An Intro to ELF File Format–Part 2 Sections and Segments

This is a follow up post of the Part 1 An Intro to ELF File Format.

Sections

We’ve seen the section headers in section header table above, now we discuss sections in detail.

Below are a list of commonly seen section types.  (Note that this is not a complete list)

  • NULL: this marks the section header as inactive. It does not have an associated section.
  • PROGBITS: program content, including code, data, debugging info etc.
  • SYMTAB and DYNSYM: the section holds a symbol table. SYMTAB provides symbols for link editing and dynamic linking. DYNSYM holds only a minimal set of dynamic linking symbols.
  • STRTAB: holds a string table.
  • RELA: relocation entries with explicit addends.
  • REL: relocation entries without explicit addends.
  • DYNAMIC: information for dynamic linking.
  • HASH: holds a symbol hash table for looking up the symbol in a ELF file quickly.
  • NOTE: information that marks the file.
  • NOBITS: like PROGBITS, but without occupying space in the file. Used for BSS data allocated at program load time.

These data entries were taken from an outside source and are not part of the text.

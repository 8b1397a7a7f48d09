// ABOUTME: Engine configuration: load model time constants, alert thresholds, zones and NP window
// ABOUTME: Thresholds and window load from TRAINLOAD_* environment variables with research defaults
//
// Licensed under either of Apache License, Version 2.0 or MIT License at your option.
// Copyright ©2025 Async-IO.org

use super::error::ConfigError;
use super::training_zones::ZoneTable;
use crate::intelligence::physiological_constants::alert_thresholds;
use serde::{Deserialize, Serialize};
use std::env;
use std::str::FromStr;
use trainload_core::constants::{load_model, normalized_power};

/// Read `key` from the environment, falling back to `default` when absent or unparsable
fn env_or<T: FromStr>(key: &str, default: T) -> T {
    env::var(key)
        .ok()
        .and_then(|s| s.trim().parse().ok())
        .unwrap_or(default)
}

/// Complete engine configuration
#[derive(Debug, Clone, PartialEq, Serialize, Deserialize, Default)]
pub struct EngineConfig {
    /// Exponential load model
    pub load: LoadModelConfig,
    /// Alert rule thresholds
    pub alerts: AlertThresholds,
    /// Power zone table
    pub zones: ZoneTable,
    /// Normalized power estimator settings
    pub normalized_power: NormalizedPowerConfig,
}

impl EngineConfig {
    /// Load configuration from environment
    ///
    /// Load model time constants and the zone table are never read from the
    /// environment; they keep their defaults.
    #[must_use]
    pub fn from_env() -> Self {
        Self {
            load: LoadModelConfig::default(),
            alerts: AlertThresholds::from_env(),
            zones: ZoneTable::default(),
            normalized_power: NormalizedPowerConfig::from_env(),
        }
    }

    /// Validate every section
    ///
    /// # Errors
    ///
    /// Returns the first `ConfigError` found
    pub fn validate(&self) -> Result<(), ConfigError> {
        self.load.validate()?;
        self.alerts.validate()?;
        self.zones.validate()?;
        self.normalized_power.validate()
    }
}

/// Exponential load model time constants
#[derive(Debug, Clone, Copy, PartialEq, Eq, Serialize, Deserialize)]
pub struct LoadModelConfig {
    /// Chronic ("fitness") time constant in days
    pub chronic_time_constant_days: u32,
    /// Acute ("fatigue") time constant in days
    pub acute_time_constant_days: u32,
}

impl Default for LoadModelConfig {
    fn default() -> Self {
        Self {
            chronic_time_constant_days: load_model::CHRONIC_TIME_CONSTANT_DAYS,
            acute_time_constant_days: load_model::ACUTE_TIME_CONSTANT_DAYS,
        }
    }
}

impl LoadModelConfig {
    /// Explicit non-default time constants
    ///
    /// The ramp-rate and detraining thresholds are calibrated for 42/7; changing
    /// these requires revisiting `AlertThresholds` as well.
    #[must_use]
    pub const fn new(chronic_time_constant_days: u32, acute_time_constant_days: u32) -> Self {
        Self {
            chronic_time_constant_days,
            acute_time_constant_days,
        }
    }

    /// Validate time constants
    ///
    /// # Errors
    ///
    /// Returns an error if a constant is zero or acute is not shorter than chronic
    pub fn validate(&self) -> Result<(), ConfigError> {
        if self.chronic_time_constant_days == 0 || self.acute_time_constant_days == 0 {
            return Err(ConfigError::ValueOutOfRange(
                "load model time constants must be at least one day",
            ));
        }
        if self.acute_time_constant_days >= self.chronic_time_constant_days {
            return Err(ConfigError::InvalidRange(
                "acute time constant must be shorter than chronic time constant",
            ));
        }
        Ok(())
    }
}

/// Normalized power estimator settings
#[derive(Debug, Clone, Copy, PartialEq, Serialize, Deserialize)]
pub struct NormalizedPowerConfig {
    /// Rolling window length in seconds
    pub window_seconds: f64,
}

impl Default for NormalizedPowerConfig {
    fn default() -> Self {
        Self {
            window_seconds: normalized_power::WINDOW_SECONDS,
        }
    }
}

impl NormalizedPowerConfig {
    /// Load from `TRAINLOAD_NP_WINDOW_SECONDS`
    #[must_use]
    pub fn from_env() -> Self {
        Self {
            window_seconds: env_or(
                "TRAINLOAD_NP_WINDOW_SECONDS",
                normalized_power::WINDOW_SECONDS,
            ),
        }
    }

    /// Validate the window length
    ///
    /// # Errors
    ///
    /// Returns an error if the window is not a positive finite number of seconds
    pub fn validate(&self) -> Result<(), ConfigError> {
        if !self.window_seconds.is_finite() || self.window_seconds <= 0.0 {
            return Err(ConfigError::ValueOutOfRange(
                "normalized power window must be a positive number of seconds",
            ));
        }
        Ok(())
    }
}

/// Thresholds for the four alert rules
#[derive(Debug, Clone, PartialEq, Serialize, Deserialize)]
pub struct AlertThresholds {
    /// Weekly/baseline percentage for an overload warning (inclusive)
    pub overload_warning_percent: f64,
    /// Weekly/baseline percentage for a critical overload (inclusive)
    pub overload_critical_percent: f64,
    /// Daily score at or above which a day is intense
    pub intense_day_score: f64,
    /// Perceived effort at or above which a day is intense
    pub intense_perceived_effort: u8,
    /// Consecutive intense days for a rest warning
    pub rest_warning_run_days: u32,
    /// Consecutive intense days for a critical rest alert
    pub rest_critical_run_days: u32,
    /// Inactive days for a detraining warning
    pub detraining_warning_gap_days: i64,
    /// Inactive days for a critical detraining alert
    pub detraining_critical_gap_days: i64,
    /// Balance strictly above which a detraining warning fires
    pub detraining_balance: f64,
    /// Weekly chronic load rise strictly above which a ramp warning fires
    pub ramp_warning_delta: f64,
    /// Weekly chronic load rise strictly above which the ramp alert is critical
    pub ramp_critical_delta: f64,
}

impl Default for AlertThresholds {
    fn default() -> Self {
        Self {
            overload_warning_percent: alert_thresholds::OVERLOAD_WARNING_PERCENT,
            overload_critical_percent: alert_thresholds::OVERLOAD_CRITICAL_PERCENT,
            intense_day_score: alert_thresholds::INTENSE_DAY_SCORE,
            intense_perceived_effort: alert_thresholds::INTENSE_PERCEIVED_EFFORT,
            rest_warning_run_days: alert_thresholds::REST_WARNING_RUN_DAYS,
            rest_critical_run_days: alert_thresholds::REST_CRITICAL_RUN_DAYS,
            detraining_warning_gap_days: alert_thresholds::DETRAINING_WARNING_GAP_DAYS,
            detraining_critical_gap_days: alert_thresholds::DETRAINING_CRITICAL_GAP_DAYS,
            detraining_balance: alert_thresholds::DETRAINING_BALANCE,
            ramp_warning_delta: alert_thresholds::RAMP_WARNING_DELTA,
            ramp_critical_delta: alert_thresholds::RAMP_CRITICAL_DELTA,
        }
    }
}

impl AlertThresholds {
    /// Load alert thresholds from environment
    #[must_use]
    pub fn from_env() -> Self {
        let defaults = Self::default();
        Self {
            overload_warning_percent: env_or(
                "TRAINLOAD_OVERLOAD_WARNING_PERCENT",
                defaults.overload_warning_percent,
            ),
            overload_critical_percent: env_or(
                "TRAINLOAD_OVERLOAD_CRITICAL_PERCENT",
                defaults.overload_critical_percent,
            ),
            intense_day_score: env_or("TRAINLOAD_INTENSE_DAY_SCORE", defaults.intense_day_score),
            intense_perceived_effort: env_or(
                "TRAINLOAD_INTENSE_PERCEIVED_EFFORT",
                defaults.intense_perceived_effort,
            ),
            rest_warning_run_days: env_or(
                "TRAINLOAD_REST_WARNING_RUN_DAYS",
                defaults.rest_warning_run_days,
            ),
            rest_critical_run_days: env_or(
                "TRAINLOAD_REST_CRITICAL_RUN_DAYS",
                defaults.rest_critical_run_days,
            ),
            detraining_warning_gap_days: env_or(
                "TRAINLOAD_DETRAINING_WARNING_GAP_DAYS",
                defaults.detraining_warning_gap_days,
            ),
            detraining_critical_gap_days: env_or(
                "TRAINLOAD_DETRAINING_CRITICAL_GAP_DAYS",
                defaults.detraining_critical_gap_days,
            ),
            detraining_balance: env_or(
                "TRAINLOAD_DETRAINING_BALANCE",
                defaults.detraining_balance,
            ),
            ramp_warning_delta: env_or("TRAINLOAD_RAMP_WARNING_DELTA", defaults.ramp_warning_delta),
            ramp_critical_delta: env_or(
                "TRAINLOAD_RAMP_CRITICAL_DELTA",
                defaults.ramp_critical_delta,
            ),
        }
    }

    /// Validate threshold ordering and ranges
    ///
    /// # Errors
    ///
    /// Returns an error if a warning threshold exceeds its critical threshold
    /// or a value is outside its meaningful range
    pub fn validate(&self) -> Result<(), ConfigError> {
        let finite = [
            self.overload_warning_percent,
            self.overload_critical_percent,
            self.intense_day_score,
            self.detraining_balance,
            self.ramp_warning_delta,
            self.ramp_critical_delta,
        ];
        if finite.iter().any(|value| !value.is_finite()) {
            return Err(ConfigError::ValueOutOfRange(
                "alert thresholds must be finite numbers",
            ));
        }
        if self.overload_warning_percent <= 0.0 {
            return Err(ConfigError::ValueOutOfRange(
                "overload warning percent must be positive",
            ));
        }
        if self.overload_warning_percent > self.overload_critical_percent {
            return Err(ConfigError::InvalidRange(
                "overload warning percent exceeds critical percent",
            ));
        }
        if self.intense_day_score < 0.0 {
            return Err(ConfigError::ValueOutOfRange(
                "intense day score must not be negative",
            ));
        }
        if !(1..=10).contains(&self.intense_perceived_effort) {
            return Err(ConfigError::ValueOutOfRange(
                "intense perceived effort must be between 1 and 10",
            ));
        }
        if self.rest_warning_run_days == 0 {
            return Err(ConfigError::ValueOutOfRange(
                "rest warning run must be at least one day",
            ));
        }
        if self.rest_warning_run_days > self.rest_critical_run_days {
            return Err(ConfigError::InvalidRange(
                "rest warning run exceeds critical run",
            ));
        }
        if self.detraining_warning_gap_days < 1 {
            return Err(ConfigError::ValueOutOfRange(
                "detraining warning gap must be at least one day",
            ));
        }
        if self.detraining_warning_gap_days > self.detraining_critical_gap_days {
            return Err(ConfigError::InvalidRange(
                "detraining warning gap exceeds critical gap",
            ));
        }
        if self.ramp_warning_delta > self.ramp_critical_delta {
            return Err(ConfigError::InvalidRange(
                "ramp warning delta exceeds critical delta",
            ));
        }
        Ok(())
    }
}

We can see the section type from the section header screenshots above. For example, the .interp is a section of type PROGBITS.

Sections also have flags associated with them. Below is a list of commonly seen flags.

  • WRITE (W): the section contains data that is writable when loaded.
  • ALLOC (A): the section occupies memory when the program is loaded.
  • EXECINSTR (X): the section contains executable machine code.
  • MERGE (M): the data in the section may be merged to eliminate duplication.
  • STRINGS (S): the data in the section contain null-terminated character strings.

Below is a list of commonly seen sections.

Name Type Attributes Notes
.bss NOBITS ALLOC and WRITE holds uninitialized data. The system initializes the data with zeros before the program starts to run.
.comment PROGBITS MERGE and STRINGS some remarks about the file
.data PROGBITS ALLOC and WRITE holds initialized data.
.debug PROGBITS holds information for symbolic debugging
.dynamic DYNAMIC ALLOC (WRITE, processor specific) holds dynamic linking info.
.dynstr STRTAB ALLOC strings needed by dynamic linking, most commonly the names associated with dynamic linking symbol table entries
.dynsym DYNSYM ALLOC symbol table for dynamic linking
.fini PROGBITS ALLOC and EXEC process termination code
.got PROGBITS ALLOC and WRITE Global Offset Table (GOT).
.hash HASH ALLOC symbol hash table
.init PROGBITS ALLOC and EXEC process initialization code
.interp PROGBITS ALLOC on if file has a loadable segment that includes relocation path name of a program interpreter.
.note NOTE
.plt PROGBITS ALLOC and EXEC Procedure Linkage Table (PLT)
.rel<name> REL ALLOC on if file has a loadable segment that includes relocation relocation info, <name> indicates the section to which the relocations apply
.rela<name> RELA ALLOC on if file has a loadable segment that includes relocation relocation info, <name> indicates the section to which the relocations apply
.rodata PROGBITS ALLOC read-only data
.shstrtab STRTAB section names
.strtab STRTAB ALLOC on if the file has a loadable segment that includes the symbol string table strings. Most commonly the strings that represent the names associated with symbol table entries.
.symtab SYMTAB ALLOC on if file has a loadable segment that includes the symbol table symbol table.
.text PROGBITS ALLOC and EXEC executable code of a program

Segments

Executable and shared object ELF files statically represent programs. A system needs to use these files to create dynamic representation (process image) in order to execute the program. A process image consists of segments which holds text, data ,stack etc created from the segments in ELF files.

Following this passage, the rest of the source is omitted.